American Airlines uruchomiły już 4 czerwca międzynarodowe rejsy do Amsterdamu, Paryża i Frankfurtu z Dallas, a także do Saint John's (Antigua i Barbuda) oraz ekwadorskich Guayaquil i Quito z Miami. Ponadto wystartowały loty z Chicago-O'Hare i portu Nowy Jork-JFK do lotniska Londyn-Heathrow. W tym roku, do Europy uruchomionych zostanie również kilka tras łączących Dallas, Chicago i Miami z głównymi lotniskami kontynentu.

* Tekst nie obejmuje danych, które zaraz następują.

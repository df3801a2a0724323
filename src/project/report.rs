//! Link report: what a build linked, in order, and why.

use crate::error::Result;
use crate::hir::{DependencyType, ProblemKind, Severity, UnitKind};

use super::project::Project;
use super::target::BuildOutput;

#[derive(Clone, Debug, PartialEq, Eq)]
#[cfg_attr(feature = "interchange", derive(serde::Serialize, serde::Deserialize))]
pub struct LinkReport {
    pub units: Vec<LinkedUnit>,
    pub problems: Vec<ReportedProblem>,
}

#[derive(Clone, Debug, PartialEq, Eq)]
#[cfg_attr(feature = "interchange", derive(serde::Serialize, serde::Deserialize))]
pub struct LinkedUnit {
    pub id: u32,
    pub name: String,
    pub kind: UnitKind,
    /// Qualified names the unit defines.
    pub definitions: Vec<String>,
    pub dependencies: Vec<LinkedDependency>,
    pub bytes: usize,
}

#[derive(Clone, Debug, PartialEq, Eq)]
#[cfg_attr(feature = "interchange", derive(serde::Serialize, serde::Deserialize))]
pub struct LinkedDependency {
    pub unit: u32,
    /// Names through which the dependency was recorded, with their edge types.
    pub names: Vec<(String, Vec<DependencyType>)>,
}

#[derive(Clone, Debug, PartialEq, Eq)]
#[cfg_attr(feature = "interchange", derive(serde::Serialize, serde::Deserialize))]
pub struct ReportedProblem {
    pub kind: ProblemKind,
    pub severity: Severity,
    pub code: String,
    pub message: String,
    pub unit: Option<u32>,
}

impl LinkReport {
    pub fn new(project: &Project, output: &BuildOutput) -> Result<Self> {
        let graph = project.graph();
        let mut units = Vec::with_capacity(output.units.len());
        for (unit, (_, bytes)) in output.units.iter().zip(&output.bytecode) {
            let dependencies = graph
                .direct_dependencies(unit.id())
                .into_iter()
                .map(|target| LinkedDependency {
                    unit: target.index(),
                    names: graph
                        .named_dependencies(unit.id(), target)
                        .into_iter()
                        .map(|(name, types)| (name.to_string(), types.iter().collect()))
                        .collect(),
                })
                .collect();
            units.push(LinkedUnit {
                id: unit.id().index(),
                name: unit.name().to_string(),
                kind: unit.kind(),
                definitions: unit
                    .qualified_names()?
                    .iter()
                    .map(|qname| qname.to_string())
                    .collect(),
                dependencies,
                bytes: bytes.len(),
            });
        }

        let problems = output
            .problems
            .iter()
            .map(|problem| ReportedProblem {
                kind: problem.kind,
                severity: problem.severity,
                code: problem.code.to_string(),
                message: problem.message.to_string(),
                unit: problem.unit.map(|unit| unit.index()),
            })
            .collect();

        Ok(Self { units, problems })
    }

    #[cfg(feature = "interchange")]
    pub fn to_json(&self) -> Result<String, serde_json::Error> {
        serde_json::to_string_pretty(self)
    }

    #[cfg(feature = "interchange")]
    pub fn from_json(text: &str) -> Result<Self, serde_json::Error> {
        serde_json::from_str(text)
    }
}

Cięcia tras międzykontynentalnych
Wśród połączeń, które znikną z siatki przewoźnika z Teksasu są
trasy z Krakowa, Budapesztu i Pragi. Niektóre rejsy transatlantyckie znikną z rozkładów lotów portów w Charlotte oraz Filadelfii, która straci bezpośrednie loty do Berlina. Pięć najsłabszych tras międzynarodowych do Ameryki Południowej i Azji zniknie także z Los Angeles. Do głównego ośrodka Kalifornii nie będzie można już polecieć z Sao Paulo, Buenos Aires, Pekinu, Szanghaju i Hongkongu. Filadelfia zyska status najważniejszego portu do obsługi krajowych destynacji. Wzmocniony zostanie również lotnisko w Seattle, skąd będzie można polecieć do Bangalore czy Londynu-Heathrow. Aktualizacja nowych tras pojawi się w niedzielę 5 lipca.

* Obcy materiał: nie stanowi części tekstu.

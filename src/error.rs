//! Errors of fallible core operations.
//!
//! User-code problems (unresolved names, bad overrides, ...) are never errors;
//! they are recorded as [`Problem`](crate::hir::Problem)s. A `CompileError`
//! means a request could not produce a result at all.

use std::io;
use std::path::{Path, PathBuf};
use std::sync::Arc;

use smol_str::SmolStr;

/// Failure of a request or project operation.
///
/// Cloneable so one failed request result can be handed to every waiter.
#[derive(Clone, Debug, thiserror::Error)]
pub enum CompileError {
    /// The unit was removed from its project, or the project is gone.
    #[error("compilation unit '{0}' is no longer valid")]
    InvalidUnit(SmolStr),
    #[error("project has been deleted")]
    ProjectDeleted,
    #[error("workspace has been closed")]
    WorkspaceClosed,
    /// The request was cancelled through the project's interruption signal.
    #[error("request was interrupted")]
    Interrupted,
    #[error("cannot read '{}': {source}", .path.display())]
    Io {
        path: PathBuf,
        #[source]
        source: Arc<io::Error>,
    },
    /// A file that is neither ActionScript, MXML nor a resource bundle.
    #[error("'{}' is not a compilable source file", .0.display())]
    UnsupportedFile(PathBuf),
    /// A broken invariant inside the core or one of its collaborators.
    #[error("internal error: {0}")]
    Internal(String),
}

impl CompileError {
    pub fn io(path: impl AsRef<Path>, source: io::Error) -> Self {
        Self::Io {
            path: path.as_ref().to_path_buf(),
            source: Arc::new(source),
        }
    }

    pub fn is_interrupted(&self) -> bool {
        matches!(self, CompileError::Interrupted)
    }

    /// Whether the failure only affects the unit it came from.
    pub fn is_unit_local(&self) -> bool {
        matches!(self, CompileError::Io { .. })
    }
}

pub type Result<T, E = CompileError> = std::result::Result<T, E>;

#[cfg(test)]
mod tests {
    use super::*;

    #[test]
    fn test_io_error_display_and_clone() {
        let err = CompileError::io(
            "/src/A.as",
            io::Error::new(io::ErrorKind::NotFound, "missing"),
        );
        let copy = err.clone();
        assert_eq!(copy.to_string(), "cannot read '/src/A.as': missing");
        assert!(err.is_unit_local());
        assert!(!err.is_interrupted());
    }

    #[test]
    fn test_io_error_exposes_source() {
        use std::error::Error as _;
        let err = CompileError::io("/x", io::Error::other("boom"));
        assert!(err.source().is_some());
    }
}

American Airlines, która zyskała ponad 5 mld dolarów rządowego wsparcia, założono w 1930 roku i razem z Delta Airlines i United Airlines są w trójce największych przewoźników w Stanach Zjednoczonych. Główna siedziba znajduje się w Fort Worth w Teksasie, a ważne huby są także w portach lotniczych Charlotte, Chicago–O'Hare, Los Angeles, Miami, Filadelfia, Nowy Jork-La Guardia, Nowy Jork-JFK, Phoenix–Sky Harbor i Waszyngton. 945 maszyn linii obsługiwało przed wybuchem pandemii 350 tras krajowych i międzynarodowych. Firma zatrudniała jeszcze pod koniec ubiegłego roku 128 900 pracowników.